(Stored items)
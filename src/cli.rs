//! CLI argument definitions using clap derive macros.

use clap::{Parser, Subcommand};
use std::path::PathBuf;

/// Comic-book library automation: search, download and file volumes.
#[derive(Parser, Debug)]
#[command(name = "longbox")]
#[command(author, version, about)]
pub struct Args {
    /// Increase output verbosity (-v for debug, -vv for trace)
    #[arg(short, long, action = clap::ArgAction::Count, global = true)]
    pub verbose: u8,

    /// Suppress non-error output
    #[arg(short, long, global = true)]
    pub quiet: bool,

    /// Data directory holding the database and settings
    #[arg(short = 'd', long, default_value = ".", global = true)]
    pub data_dir: PathBuf,

    #[command(subcommand)]
    pub command: Command,
}

#[derive(Subcommand, Debug)]
pub enum Command {
    /// Search the aggregator for a volume or one of its issues
    Search {
        /// Volume ID to search for
        volume_id: i64,
        /// Issue ID to search for instead of the whole volume
        #[arg(short, long)]
        issue_id: Option<i64>,
        /// Automatically pick the releases instead of listing everything
        #[arg(short, long)]
        auto: bool,
    },

    /// Queue the downloads of an aggregator article for a volume
    Grab {
        /// Link to the article page
        web_link: String,
        /// Volume ID the download is for
        volume_id: i64,
        /// Issue ID the download is for
        #[arg(short, long)]
        issue_id: Option<i64>,
        /// Skip matching and take everything on the page
        #[arg(short, long)]
        force: bool,
    },

    /// Process the download queue until it is empty
    Process,

    /// Show the queue
    Queue,

    /// Cancel a queued or running download
    Cancel {
        /// Queue ID of the download
        id: i64,
    },

    /// Scan a volume's folder and (re)match its files
    Scan {
        /// Volume ID to scan
        volume_id: i64,
    },

    /// Rename a volume's files to the configured naming scheme
    Rename {
        /// Volume ID to rename
        volume_id: i64,
    },

    /// Show or change settings
    Config {
        /// Setting key to change (omit to print the whole document)
        key: Option<String>,
        /// New value for the key, JSON-encoded
        value: Option<String>,
    },

    /// Show or clear the blocklist
    Blocklist {
        /// Remove all entries
        #[arg(long)]
        clear: bool,
    },

    /// Manage root folders
    RootFolder {
        #[command(subcommand)]
        action: RootFolderAction,
    },
}

#[derive(Subcommand, Debug)]
pub enum RootFolderAction {
    /// Register a root folder
    Add { folder: String },
    /// List root folders
    List,
    /// Delete a root folder
    Delete { id: i64 },
}
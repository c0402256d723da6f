//! CLI entry point for longbox.

use anyhow::Result;
use clap::Parser;
use longbox_core::{Database, Services, SettingsService};
use tracing::debug;

mod cli;
mod commands;

use cli::{Args, Command};

#[tokio::main]
async fn main() -> Result<()> {
    // Parse CLI arguments first (before tracing, so --help works without logs)
    let args = Args::parse();

    // Determine log level based on verbose/quiet flags
    // Priority: RUST_LOG env var > quiet flag > verbose flag > default (info)
    let default_level = if args.quiet {
        "error"
    } else {
        match args.verbose {
            0 => "info",
            1 => "debug",
            _ => "trace",
        }
    };

    let filter = tracing_subscriber::EnvFilter::try_from_default_env()
        .unwrap_or_else(|_| tracing_subscriber::EnvFilter::new(default_level));

    tracing_subscriber::fmt().with_env_filter(filter).init();

    debug!(?args, "CLI arguments parsed");

    std::fs::create_dir_all(&args.data_dir)?;
    let db = Database::new(&args.data_dir.join("longbox.db")).await?;
    let settings = SettingsService::load(args.data_dir.join("settings.json"))?;
    let services = Services::new(db, settings);

    // A configured challenge solver starts its session at boot.
    if let Some(base_url) = services.settings.get().flaresolverr_base_url.clone() {
        if !services.solver.enable(&base_url).await {
            tracing::warn!(base_url, "challenge solver not reachable; continuing without");
        }
    }

    match args.command {
        Command::Search {
            volume_id,
            issue_id,
            auto,
        } => commands::search(&services, volume_id, issue_id, auto).await,

        Command::Grab {
            web_link,
            volume_id,
            issue_id,
            force,
        } => commands::grab(&services, &web_link, volume_id, issue_id, force).await,

        Command::Process => commands::process(&services).await,

        Command::Queue => commands::show_queue(&services).await,

        Command::Cancel { id } => commands::cancel(&services, id).await,

        Command::Scan { volume_id } => commands::scan(&services, volume_id).await,

        Command::Rename { volume_id } => commands::rename(&services, volume_id).await,

        Command::Config { key, value } => commands::config(&services, key, value).await,

        Command::Blocklist { clear } => commands::blocklist(&services, clear).await,

        Command::RootFolder { action } => commands::root_folder(&services, action).await,
    }
}
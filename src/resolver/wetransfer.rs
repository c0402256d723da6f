//! WeTransfer link purification through the transfers API.

use serde_json::{Value, json};

use super::ResolvedLink;
use crate::blocklist::BlocklistReason;
use crate::download::{DownloadError, DownloadKind, FetchSpec};

const TRANSFER_API: &str = "https://wetransfer.com/api/v4/transfers";

/// Resolves a WeTransfer share URL into its direct link.
///
/// The last two path segments are the transfer ID and security hash; the
/// API returns a `direct_link` for the whole transfer.
///
/// # Errors
///
/// Returns [`DownloadError::LinkBroken`] for malformed URLs and API
/// refusals.
pub(super) async fn resolve(
    client: &reqwest::Client,
    url: &str,
) -> Result<ResolvedLink, DownloadError> {
    resolve_with_api(client, url, TRANSFER_API).await
}

pub(super) async fn resolve_with_api(
    client: &reqwest::Client,
    url: &str,
    api_base: &str,
) -> Result<ResolvedLink, DownloadError> {
    let mut segments: Vec<&str> = url
        .trim_end_matches('/')
        .split('/')
        .filter(|s| !s.is_empty())
        .collect();
    let security_hash = segments
        .pop()
        .ok_or_else(|| DownloadError::link_broken(BlocklistReason::LinkBroken))?;
    let transfer_id = segments
        .pop()
        .ok_or_else(|| DownloadError::link_broken(BlocklistReason::LinkBroken))?;

    let response = client
        .post(format!("{api_base}/{transfer_id}/download"))
        .json(&json!({
            "intent": "entire_transfer",
            "security_hash": security_hash,
        }))
        .header("x-requested-with", "XMLHttpRequest")
        .send()
        .await
        .map_err(|_| DownloadError::link_broken(BlocklistReason::LinkBroken))?;
    if !response.status().is_success() {
        return Err(DownloadError::link_broken(BlocklistReason::LinkBroken));
    }

    let body: Value = response
        .json()
        .await
        .map_err(|_| DownloadError::link_broken(BlocklistReason::LinkBroken))?;
    let direct_link = body
        .get("direct_link")
        .and_then(Value::as_str)
        .ok_or_else(|| DownloadError::link_broken(BlocklistReason::LinkBroken))?
        .to_string();

    Ok(ResolvedLink::Stream {
        pure_link: direct_link.clone(),
        kind: DownloadKind::WeTransfer,
        fetch: FetchSpec::Get { url: direct_link },
    })
}
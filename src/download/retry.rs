//! Retry logic with exponential backoff for transient download failures.
//!
//! When an aggregator or download request fails, the error is classified
//! into a [`FailureType`]; the [`RetryPolicy`] then decides whether to retry
//! and with what delay. Retries are transparent to the queue: a download
//! only fails once the policy gives up.

use std::time::Duration;

use rand::Rng;
use tracing::{debug, instrument};

use super::DownloadError;

/// Default maximum retry attempts.
pub const DEFAULT_MAX_RETRIES: u32 = 5;

/// Base delay for exponential backoff.
const DEFAULT_BASE_DELAY: Duration = Duration::from_millis(100);

/// Delay cap.
const DEFAULT_MAX_DELAY: Duration = Duration::from_secs(10);

/// Multiplier applied per attempt.
const DEFAULT_BACKOFF_MULTIPLIER: f32 = 2.0;

/// Maximum jitter added to delays.
const MAX_JITTER: Duration = Duration::from_millis(100);

/// HTTP status codes that warrant a retry.
const STATUS_FORCELIST: [u16; 4] = [500, 502, 503, 504];

/// Classification of download failure types.
#[derive(Debug, Clone, Copy, PartialEq, Eq)]
pub enum FailureType {
    /// Temporary failure that may succeed on retry: timeouts, connection
    /// failures, a status in the forcelist.
    Transient,

    /// Failure that won't succeed regardless of retries.
    Permanent,

    /// Server rate limiting (HTTP 429): retryable with backoff.
    RateLimited,
}

/// Decision on whether to retry a failed request.
#[derive(Debug, Clone, PartialEq, Eq)]
pub enum RetryDecision {
    /// Retry after the given delay.
    Retry {
        /// How long to wait before retrying.
        delay: Duration,
        /// Which attempt number this will be (1-indexed).
        attempt: u32,
    },

    /// Give up.
    DoNotRetry {
        /// Human-readable reason why retry is not attempted.
        reason: String,
    },
}

/// Configuration for retry behavior with exponential backoff.
///
/// Delay formula: `min(base_delay * multiplier^attempt, max_delay) + jitter`.
#[derive(Debug, Clone)]
pub struct RetryPolicy {
    max_attempts: u32,
    base_delay: Duration,
    max_delay: Duration,
    backoff_multiplier: f32,
}

impl Default for RetryPolicy {
    fn default() -> Self {
        Self {
            max_attempts: DEFAULT_MAX_RETRIES,
            base_delay: DEFAULT_BASE_DELAY,
            max_delay: DEFAULT_MAX_DELAY,
            backoff_multiplier: DEFAULT_BACKOFF_MULTIPLIER,
        }
    }
}

impl RetryPolicy {
    /// Creates a policy with a custom attempt count, defaults otherwise.
    #[must_use]
    pub fn with_max_attempts(max_attempts: u32) -> Self {
        Self {
            max_attempts: max_attempts.max(1),
            ..Self::default()
        }
    }

    /// Maximum number of attempts (including the initial one).
    #[must_use]
    pub fn max_attempts(&self) -> u32 {
        self.max_attempts
    }

    /// Decides whether to retry after attempt number `attempt` failed with
    /// `failure_type`.
    #[instrument(skip(self), fields(max_attempts = self.max_attempts))]
    pub fn should_retry(&self, failure_type: FailureType, attempt: u32) -> RetryDecision {
        if failure_type == FailureType::Permanent {
            return RetryDecision::DoNotRetry {
                reason: "permanent failure - retry would not help".to_string(),
            };
        }

        if attempt >= self.max_attempts {
            debug!(attempt, max = self.max_attempts, "max attempts reached");
            return RetryDecision::DoNotRetry {
                reason: format!("max attempts ({}) exhausted", self.max_attempts),
            };
        }

        let delay = self.calculate_delay(attempt);
        debug!(
            attempt,
            next_attempt = attempt + 1,
            delay_ms = delay.as_millis(),
            "will retry"
        );

        RetryDecision::Retry {
            delay,
            attempt: attempt + 1,
        }
    }

    fn calculate_delay(&self, attempt: u32) -> Duration {
        let base_ms = self.base_delay.as_millis() as f64;
        let exponent = f64::from(attempt - 1);
        let delay_ms = base_ms * f64::from(self.backoff_multiplier).powf(exponent);
        let capped_ms = delay_ms.min(self.max_delay.as_millis() as f64);
        Duration::from_millis(capped_ms as u64) + self.calculate_jitter()
    }

    /// Random jitter to avoid thundering-herd retries.
    fn calculate_jitter(&self) -> Duration {
        let mut rng = rand::thread_rng();
        let jitter_ms = rng.gen_range(0..=MAX_JITTER.as_millis() as u64);
        Duration::from_millis(jitter_ms)
    }
}

/// Classifies a download error for retry decisions.
#[instrument]
pub fn classify_error(error: &DownloadError) -> FailureType {
    match error {
        DownloadError::HttpStatus { status, .. } => classify_http_status(*status),
        DownloadError::Timeout { .. } => FailureType::Transient,
        DownloadError::Network { .. } => FailureType::Transient,
        DownloadError::Io { .. }
        | DownloadError::InvalidUrl { .. }
        | DownloadError::LinkBroken { .. }
        | DownloadError::LimitReached { .. }
        | DownloadError::ClientNotWorking { .. }
        | DownloadError::CorruptPayload { .. } => FailureType::Permanent,
    }
}

fn classify_http_status(status: u16) -> FailureType {
    if STATUS_FORCELIST.contains(&status) {
        FailureType::Transient
    } else if status == 429 {
        FailureType::RateLimited
    } else {
        FailureType::Permanent
    }
}

#[cfg(test)]
#[allow(clippy::unwrap_used)]
mod tests {
    use super::*;
    use crate::blocklist::BlocklistReason;

    #[test]
    fn test_forcelist_statuses_are_transient() {
        for status in STATUS_FORCELIST {
            let error = DownloadError::http_status("http://example.com", status);
            assert_eq!(classify_error(&error), FailureType::Transient);
        }
    }

    #[test]
    fn test_client_errors_are_permanent() {
        for status in [400, 401, 403, 404, 410] {
            let error = DownloadError::http_status("http://example.com", status);
            assert_eq!(classify_error(&error), FailureType::Permanent);
        }
    }

    #[test]
    fn test_429_is_rate_limited() {
        let error = DownloadError::http_status("http://example.com", 429);
        assert_eq!(classify_error(&error), FailureType::RateLimited);
    }

    #[test]
    fn test_domain_conditions_never_retry() {
        let error = DownloadError::link_broken(BlocklistReason::LinkBroken);
        assert_eq!(classify_error(&error), FailureType::Permanent);
    }

    #[test]
    fn test_should_retry_respects_max_attempts() {
        let policy = RetryPolicy::default();
        assert_eq!(policy.max_attempts(), 5);

        assert!(matches!(
            policy.should_retry(FailureType::Transient, 1),
            RetryDecision::Retry { attempt: 2, .. }
        ));
        assert!(matches!(
            policy.should_retry(FailureType::Transient, 5),
            RetryDecision::DoNotRetry { .. }
        ));
    }

    #[test]
    fn test_permanent_never_retries() {
        let policy = RetryPolicy::default();
        assert!(matches!(
            policy.should_retry(FailureType::Permanent, 1),
            RetryDecision::DoNotRetry { .. }
        ));
    }

    #[test]
    fn test_delays_grow_and_stay_capped() {
        let policy = RetryPolicy::default();
        let d1 = policy.calculate_delay(1);
        let d3 = policy.calculate_delay(3);
        assert!(d3 >= d1);
        assert!(policy.calculate_delay(30) <= DEFAULT_MAX_DELAY + MAX_JITTER);
    }
}
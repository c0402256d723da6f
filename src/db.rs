//! Database connection and schema management.
//!
//! This module provides SQLite database connectivity with:
//! - Connection pool management
//! - WAL mode for concurrent reads
//! - Automatic migration execution
//!
//! # Example
//!
//! ```no_run
//! use longbox_core::Database;
//! use std::path::Path;
//!
//! # async fn example() -> Result<(), Box<dyn std::error::Error>> {
//! let db = Database::new(Path::new("longbox.db")).await?;
//! // Use db for queries...
//! # Ok(())
//! # }
//! ```

use std::path::Path;

use sqlx::sqlite::{SqlitePool, SqlitePoolOptions};
use thiserror::Error;
use tracing::instrument;

/// Default maximum number of connections in the pool.
/// Kept low for SQLite since it uses file-level locking.
const DEFAULT_MAX_CONNECTIONS: u32 = 5;

/// SQLite busy timeout in milliseconds.
/// Connections will wait this long before returning SQLITE_BUSY.
const BUSY_TIMEOUT_MS: u32 = 5000;

/// Database-related errors.
#[derive(Error, Debug)]
pub enum DbError {
    /// Failed to connect to the database.
    #[error("failed to connect to database: {0}")]
    Connection(#[from] sqlx::Error),

    /// Failed to run migrations.
    #[error("failed to run migrations: {0}")]
    Migration(#[from] sqlx::migrate::MigrateError),
}

/// Database connection wrapper with connection pool.
///
/// Handles SQLite connection pooling, WAL mode configuration,
/// and automatic migration execution.
#[derive(Debug, Clone)]
pub struct Database {
    pool: SqlitePool,
}

impl Database {
    /// Creates a new database connection to the specified path.
    ///
    /// This will:
    /// 1. Create the database file if it doesn't exist
    /// 2. Enable WAL mode for concurrent reads
    /// 3. Run any pending migrations
    ///
    /// # Errors
    ///
    /// Returns `DbError::Connection` if the connection fails,
    /// or `DbError::Migration` if migrations fail.
    #[instrument(skip(db_path), fields(path = %db_path.display()))]
    pub async fn new(db_path: &Path) -> Result<Self, DbError> {
        let db_url = format!("sqlite:{}?mode=rwc", db_path.display());

        let pool = SqlitePoolOptions::new()
            .max_connections(DEFAULT_MAX_CONNECTIONS)
            .connect(&db_url)
            .await?;

        // Enable WAL mode for concurrent reads
        sqlx::query("PRAGMA journal_mode=WAL")
            .execute(&pool)
            .await?;

        // Set busy timeout to avoid immediate lock errors
        sqlx::query(&format!("PRAGMA busy_timeout={BUSY_TIMEOUT_MS}"))
            .execute(&pool)
            .await?;

        sqlx::migrate!("./migrations").run(&pool).await?;

        Ok(Self { pool })
    }

    /// Creates an in-memory database for testing.
    ///
    /// The database exists only for the lifetime of the connection
    /// and is useful for unit tests. Note: WAL mode is not enabled
    /// for in-memory databases as it provides no benefit.
    ///
    /// # Errors
    ///
    /// Returns `DbError::Connection` if the connection fails,
    /// or `DbError::Migration` if migrations fail.
    #[instrument]
    pub async fn new_in_memory() -> Result<Self, DbError> {
        let pool = SqlitePoolOptions::new()
            .max_connections(1)
            .connect("sqlite::memory:")
            .await?;

        sqlx::migrate!("./migrations").run(&pool).await?;

        Ok(Self { pool })
    }

    /// Returns a reference to the underlying connection pool.
    #[must_use]
    pub fn pool(&self) -> &SqlitePool {
        &self.pool
    }

    /// Current unix timestamp in seconds, for `*_at` columns.
    #[must_use]
    pub fn now() -> i64 {
        std::time::SystemTime::now()
            .duration_since(std::time::UNIX_EPOCH)
            .map(|d| d.as_secs() as i64)
            .unwrap_or(0)
    }
}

→ Exercise directions: Using the entries above, work out how many lines contain the string "avoid". Respond with that number alone.

→ Answer area: 2